### EXERCISE DESCRIPTION
Each record must be printed exactly as given.

[Saved data entries]
== == ==
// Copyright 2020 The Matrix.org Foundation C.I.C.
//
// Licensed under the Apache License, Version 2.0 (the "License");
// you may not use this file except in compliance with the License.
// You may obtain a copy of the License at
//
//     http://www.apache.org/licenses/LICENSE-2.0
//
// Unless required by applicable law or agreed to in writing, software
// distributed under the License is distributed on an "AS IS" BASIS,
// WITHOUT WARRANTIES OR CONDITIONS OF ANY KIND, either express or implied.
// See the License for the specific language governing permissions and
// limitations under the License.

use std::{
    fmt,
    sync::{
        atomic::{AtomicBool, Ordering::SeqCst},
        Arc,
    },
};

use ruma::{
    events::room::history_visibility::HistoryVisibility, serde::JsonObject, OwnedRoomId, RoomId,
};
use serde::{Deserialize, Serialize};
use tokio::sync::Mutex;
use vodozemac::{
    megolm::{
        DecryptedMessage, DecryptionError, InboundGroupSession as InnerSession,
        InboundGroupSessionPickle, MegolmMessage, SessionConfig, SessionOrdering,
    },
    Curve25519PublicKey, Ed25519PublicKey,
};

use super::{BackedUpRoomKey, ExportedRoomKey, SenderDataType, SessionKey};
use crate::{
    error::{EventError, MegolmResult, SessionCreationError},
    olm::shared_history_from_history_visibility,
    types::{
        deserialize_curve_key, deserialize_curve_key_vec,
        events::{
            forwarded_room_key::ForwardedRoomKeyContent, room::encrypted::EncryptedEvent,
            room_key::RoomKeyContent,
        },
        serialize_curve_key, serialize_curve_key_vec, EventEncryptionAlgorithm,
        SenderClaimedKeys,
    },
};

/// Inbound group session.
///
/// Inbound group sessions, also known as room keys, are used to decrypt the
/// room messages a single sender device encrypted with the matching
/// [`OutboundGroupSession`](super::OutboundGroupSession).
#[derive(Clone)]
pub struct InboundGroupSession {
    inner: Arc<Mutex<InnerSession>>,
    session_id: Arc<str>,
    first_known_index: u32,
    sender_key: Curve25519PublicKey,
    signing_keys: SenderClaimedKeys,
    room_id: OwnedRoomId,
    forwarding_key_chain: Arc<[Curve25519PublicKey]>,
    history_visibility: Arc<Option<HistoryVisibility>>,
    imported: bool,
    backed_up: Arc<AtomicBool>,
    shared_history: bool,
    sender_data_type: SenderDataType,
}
== == ==
### RESPONSE
// Copyright 2020 The Matrix.org Foundation C.I.C.
//
// Licensed under the Apache License, Version 2.0 (the "License");
// you may not use this file except in compliance with the License.
// You may obtain a copy of the License at
//
//     http://www.apache.org/licenses/LICENSE-2.0
//
// Unless required by applicable law or agreed to in writing, software
// distributed under the License is distributed on an "AS IS" BASIS,
// WITHOUT WARRANTIES OR CONDITIONS OF ANY KIND, either express or implied.
// See the License for the specific language governing permissions and
// limitations under the License.

use std::{
    fmt,
    sync::{
        atomic::{AtomicBool, Ordering::SeqCst},
        Arc,
    },
};

use ruma::{
    events::room::history_visibility::HistoryVisibility, serde::JsonObject, OwnedRoomId, RoomId,
};
use serde::{Deserialize, Serialize};
use tokio::sync::Mutex;
use vodozemac::{
    megolm::{
        DecryptedMessage, DecryptionError, InboundGroupSession as InnerSession,
        InboundGroupSessionPickle, MegolmMessage, SessionConfig, SessionOrdering,
    },
    Curve25519PublicKey, Ed25519PublicKey,
};

use super::{BackedUpRoomKey, ExportedRoomKey, SenderDataType, SessionKey};
use crate::{
    error::{EventError, MegolmResult, SessionCreationError},
    olm::shared_history_from_history_visibility,
    types::{
        deserialize_curve_key, deserialize_curve_key_vec,
        events::{
            forwarded_room_key::ForwardedRoomKeyContent, room::encrypted::EncryptedEvent,
            room_key::RoomKeyContent,
        },
        serialize_curve_key, serialize_curve_key_vec, EventEncryptionAlgorithm,
        SenderClaimedKeys,
    },
};

/// Inbound group session.
///
/// Inbound group sessions, also known as room keys, are used to decrypt the
/// room messages a single sender device encrypted with the matching
/// [`OutboundGroupSession`](super::OutboundGroupSession).
#[derive(Clone)]
pub struct InboundGroupSession {
    inner: Arc<Mutex<InnerSession>>,
    session_id: Arc<str>,
    first_known_index: u32,
    sender_key: Curve25519PublicKey,
    signing_keys: SenderClaimedKeys,
    room_id: OwnedRoomId,
    forwarding_key_chain: Arc<[Curve25519PublicKey]>,
    history_visibility: Arc<Option<HistoryVisibility>>,
    imported: bool,
    backed_up: Arc<AtomicBool>,
    shared_history: bool,
    sender_data_type: SenderDataType,
}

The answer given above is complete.